UNMAM’s Artist Series Merchandise
The UNM Art Museum’s Artist Series line features unique designs commissioned for the UNM Art Museum. All proceeds support the UNM Art Museum’s Student Opportunities Fund. The Student Opportunities Fund provides UNM students with employment opportunities, project support, professional development experiences, and student-focused programs. Our next Artist Series initiative will be led by members of the UNMAM Student Advisory Council.
Ethan Murrow: 2023 Artist
Artist Ethan Murrow is the inaugural artist of the UNM Art Museum’s Artist Series initiative. He was an integral member of the project team, helping UNMAM staff through the process of developing a framework for this project. You can read more about the process from the perspective of past UNMAM staff Krista Gray here.
Raised on a sheep farm in Vermont, Ethan received his Bachelor of Arts from Carleton College and his Master of Fine Arts from The University of North Carolina, Chapel Hill. Ethan’s research and practice focuses on historical narratives and the idealized and uncomfortable ways in which they are told, retold and molded into powerful, absurd and subjective tales. In addition to works on paper, he develops large scale wall drawings, murals and installations for site specific projects and exhibitions, working closely with local communities, stakeholders, institutions and corporations.
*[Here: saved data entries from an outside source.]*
//! Roll expressions: the unit the dice engine consumes.

use std::fmt;

/// A dice notation plus the two output flags requested by the script.
///
/// `verbose` asks for the individual rolls as the primary value; `sum`
/// keeps the total as the primary value even when verbose.
#[derive(Clone, Debug, Eq, PartialEq, Hash)]
pub struct RollExpression {
    notation: String,
    verbose: bool,
    sum: bool,
}

impl RollExpression {
    /// Plain roll: not verbose, summed.
    pub fn new(notation: impl Into<String>) -> Self {
        RollExpression {
            notation: notation.into(),
            verbose: false,
            sum: true,
        }
    }

    #[must_use]
    pub fn with_verbose(mut self, verbose: bool) -> Self {
        self.verbose = verbose;
        self
    }

    #[must_use]
    pub fn with_sum(mut self, sum: bool) -> Self {
        self.sum = sum;
        self
    }

    pub fn notation(&self) -> &str {
        &self.notation
    }

    pub fn is_verbose(&self) -> bool {
        self.verbose
    }

    pub fn is_sum(&self) -> bool {
        self.sum
    }
}

impl fmt::Display for RollExpression {
    fn fmt(&self, f: &mut fmt::Formatter<'_>) -> fmt::Result {
        f.write_str(&self.notation)
    }
}

/// Binds a roll name in a script to the expression it rolls.
#[derive(Clone, Debug, Eq, PartialEq)]
pub struct RollDeclaration {
    pub name: String,
    pub expression: RollExpression,
}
Recent solo museum shows include the Cahoon Museum of American Art, the Institute of Contemporary Art Boston, The Currier Museum of Art, Museum of Contemporary Art Jacksonville and the Clay Center in West Virginia. Ethan is represented by Galerie Les Filles du Calvaire in Paris, Obsolete Gallery in Los Angeles and Winston Wachter Fine Art in New York City and Seattle. Ethan was recently awarded the Stein Prize by MOCA Jacksonville, participated as Artist in residence at Expedia Group and Facebook Inc., was a fellow at the Ballinglen Foundation in Ireland, received a Massachusetts Cultural Council Fellowship and Massachusetts Book Award Honor and has worked extensively in France in collaboration with D+S Editions on stone lithography projects.
His work is in many public, private and corporate collections and has been reviewed and published widely around the world. A monograph on his work came out in the fall of 2015 with the German publisher Hatje Cantz. His film project “Dust” with Harvest Films and wife Vita Weinstein Murrow was an official selection of the 2008 New York Film Festival. The Murrow’s mostly wordless picture books are available through Candlewick and Templar presses worldwide. In his teaching at The School of the Museum of Fine Arts at Tufts University, Ethan focuses primarily on the realm of Drawing, site-specific projects and the development of narrative and story within image making.
I was honored to have the chance to build imagery for UNMAM that draws from the collection, reflects on the Museum in connection to the University community and pays homage to the region and environment. It was a huge and satisfying challenge to try and find ways to weave the many exciting aspects of the Museum into three unique artworks.
I began by researching and collecting imagery of native plants. Some of these are used in the paintings as a way to affirm and discuss the importance of the Museum as a welcoming place for all in New Mexico and an institution that cares for the surrounding people and ecology.
I also wanted to celebrate the Museum’s dedication to printmaking and photography and used historical images of presses and cameras to denote this specific and important part of the collection and conversations happening within UNMAM.
Most importantly, I wanted to connect the paintings to the students and University as well as the larger community across the Southwest. As I learned from UNMAM, a primary goal is welcoming all to investigate, learn, discuss and weigh the role of art and objects in our lives. Among many other things, art is an intellectually and physically active sport, requiring constant recombination and reconsidering. The figures in these paintings are meant to be doing just that, taking bits and pieces of the world around them and re-forming them into new hybrids.
Thank you to the University and Museum for this wonderful opportunity.”